Provided data START

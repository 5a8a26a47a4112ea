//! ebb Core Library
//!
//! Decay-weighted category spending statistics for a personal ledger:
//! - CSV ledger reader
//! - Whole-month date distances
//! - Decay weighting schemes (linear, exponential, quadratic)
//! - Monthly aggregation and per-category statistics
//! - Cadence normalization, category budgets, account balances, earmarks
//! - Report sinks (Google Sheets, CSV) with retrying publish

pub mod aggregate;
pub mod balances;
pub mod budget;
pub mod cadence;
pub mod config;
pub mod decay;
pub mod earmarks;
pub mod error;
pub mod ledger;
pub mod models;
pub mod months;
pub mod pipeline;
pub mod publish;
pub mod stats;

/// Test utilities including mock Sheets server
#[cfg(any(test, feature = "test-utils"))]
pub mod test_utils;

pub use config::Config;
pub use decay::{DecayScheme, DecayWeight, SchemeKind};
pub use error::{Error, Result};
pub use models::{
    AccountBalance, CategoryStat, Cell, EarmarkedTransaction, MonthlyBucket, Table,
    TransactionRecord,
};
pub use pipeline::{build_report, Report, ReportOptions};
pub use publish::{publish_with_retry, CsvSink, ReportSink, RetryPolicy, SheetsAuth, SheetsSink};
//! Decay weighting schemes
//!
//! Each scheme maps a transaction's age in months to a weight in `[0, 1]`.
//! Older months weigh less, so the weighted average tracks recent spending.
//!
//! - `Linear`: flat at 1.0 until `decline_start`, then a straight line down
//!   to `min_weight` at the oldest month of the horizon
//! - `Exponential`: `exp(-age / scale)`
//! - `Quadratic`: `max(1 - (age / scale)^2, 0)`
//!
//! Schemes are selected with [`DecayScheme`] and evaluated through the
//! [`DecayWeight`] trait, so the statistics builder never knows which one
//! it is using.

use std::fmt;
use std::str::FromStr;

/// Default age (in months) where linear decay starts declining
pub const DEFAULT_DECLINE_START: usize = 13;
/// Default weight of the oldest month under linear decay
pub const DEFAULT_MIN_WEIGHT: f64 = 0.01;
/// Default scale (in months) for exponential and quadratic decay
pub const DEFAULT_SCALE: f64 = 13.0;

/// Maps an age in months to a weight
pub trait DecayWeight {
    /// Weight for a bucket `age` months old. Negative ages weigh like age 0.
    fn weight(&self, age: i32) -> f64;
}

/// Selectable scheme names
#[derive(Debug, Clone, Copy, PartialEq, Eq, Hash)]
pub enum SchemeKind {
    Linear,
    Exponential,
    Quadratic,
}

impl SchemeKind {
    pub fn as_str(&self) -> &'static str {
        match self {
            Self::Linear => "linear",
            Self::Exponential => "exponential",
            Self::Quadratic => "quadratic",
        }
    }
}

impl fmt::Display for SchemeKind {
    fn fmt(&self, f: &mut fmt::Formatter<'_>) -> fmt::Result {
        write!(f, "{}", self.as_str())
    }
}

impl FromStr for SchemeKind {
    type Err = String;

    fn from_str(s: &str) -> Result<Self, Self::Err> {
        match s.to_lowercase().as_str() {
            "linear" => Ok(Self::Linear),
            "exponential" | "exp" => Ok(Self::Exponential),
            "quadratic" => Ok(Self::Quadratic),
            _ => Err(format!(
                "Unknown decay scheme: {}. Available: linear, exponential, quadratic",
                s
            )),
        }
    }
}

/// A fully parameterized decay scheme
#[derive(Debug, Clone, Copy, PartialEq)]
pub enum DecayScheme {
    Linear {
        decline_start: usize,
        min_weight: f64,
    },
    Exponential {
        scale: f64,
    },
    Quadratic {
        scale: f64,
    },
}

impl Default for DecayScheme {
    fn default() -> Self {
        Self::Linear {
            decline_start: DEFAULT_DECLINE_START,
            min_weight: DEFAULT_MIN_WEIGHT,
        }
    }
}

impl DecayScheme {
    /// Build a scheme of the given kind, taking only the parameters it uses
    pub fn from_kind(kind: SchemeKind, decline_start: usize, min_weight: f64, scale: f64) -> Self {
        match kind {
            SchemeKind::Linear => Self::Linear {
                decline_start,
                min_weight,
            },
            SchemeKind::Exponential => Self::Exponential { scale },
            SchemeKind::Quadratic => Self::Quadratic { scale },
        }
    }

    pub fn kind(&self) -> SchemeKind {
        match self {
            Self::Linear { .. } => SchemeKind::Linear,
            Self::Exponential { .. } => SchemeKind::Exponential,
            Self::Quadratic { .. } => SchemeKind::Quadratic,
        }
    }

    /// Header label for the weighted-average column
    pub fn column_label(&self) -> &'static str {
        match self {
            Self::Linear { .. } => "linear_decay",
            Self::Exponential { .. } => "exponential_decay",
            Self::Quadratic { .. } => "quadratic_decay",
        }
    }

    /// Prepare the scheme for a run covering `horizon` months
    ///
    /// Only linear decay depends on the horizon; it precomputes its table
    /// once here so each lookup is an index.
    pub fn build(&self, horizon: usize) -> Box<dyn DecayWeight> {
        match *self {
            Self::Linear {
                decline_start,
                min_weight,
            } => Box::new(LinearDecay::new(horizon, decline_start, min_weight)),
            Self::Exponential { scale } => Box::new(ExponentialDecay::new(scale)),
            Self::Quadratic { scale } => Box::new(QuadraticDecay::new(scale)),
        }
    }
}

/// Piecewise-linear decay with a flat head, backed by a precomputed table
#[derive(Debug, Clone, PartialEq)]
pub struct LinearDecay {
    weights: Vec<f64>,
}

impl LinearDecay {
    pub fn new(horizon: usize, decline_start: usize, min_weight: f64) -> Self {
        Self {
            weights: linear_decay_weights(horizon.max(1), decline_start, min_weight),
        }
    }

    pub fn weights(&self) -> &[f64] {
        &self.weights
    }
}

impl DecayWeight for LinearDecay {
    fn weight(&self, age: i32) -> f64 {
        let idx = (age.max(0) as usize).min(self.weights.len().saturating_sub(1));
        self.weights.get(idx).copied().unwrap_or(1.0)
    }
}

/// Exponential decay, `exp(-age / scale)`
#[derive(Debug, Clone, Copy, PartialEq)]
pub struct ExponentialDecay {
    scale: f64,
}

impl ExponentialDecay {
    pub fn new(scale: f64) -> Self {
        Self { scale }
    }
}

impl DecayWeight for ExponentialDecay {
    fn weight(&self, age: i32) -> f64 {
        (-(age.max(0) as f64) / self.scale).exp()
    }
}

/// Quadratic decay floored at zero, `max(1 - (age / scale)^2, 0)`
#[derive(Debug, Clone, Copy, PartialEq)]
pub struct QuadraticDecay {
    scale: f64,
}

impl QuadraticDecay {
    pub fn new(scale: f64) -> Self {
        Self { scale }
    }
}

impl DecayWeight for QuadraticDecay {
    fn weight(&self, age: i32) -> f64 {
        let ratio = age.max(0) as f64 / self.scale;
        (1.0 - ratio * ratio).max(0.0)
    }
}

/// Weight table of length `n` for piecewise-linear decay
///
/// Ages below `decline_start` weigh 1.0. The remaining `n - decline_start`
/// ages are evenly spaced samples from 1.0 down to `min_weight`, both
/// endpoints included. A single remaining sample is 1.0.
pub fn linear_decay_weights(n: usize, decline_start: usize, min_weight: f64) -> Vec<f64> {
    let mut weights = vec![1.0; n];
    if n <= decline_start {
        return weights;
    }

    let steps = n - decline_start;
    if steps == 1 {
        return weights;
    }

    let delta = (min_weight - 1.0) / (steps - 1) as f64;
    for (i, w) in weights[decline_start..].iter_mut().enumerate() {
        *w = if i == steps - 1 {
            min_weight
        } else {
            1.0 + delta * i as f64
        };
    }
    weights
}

Provided data END

▸ **What you should do**:
Filter this listing and copy only the lines holding the word "weighted".

▸ **Solution**:
//! Decay-weighted category spending statistics for a personal ledger:
//! Older months weigh less, so the weighted average tracks recent spending.
    /// Header label for the weighted-average column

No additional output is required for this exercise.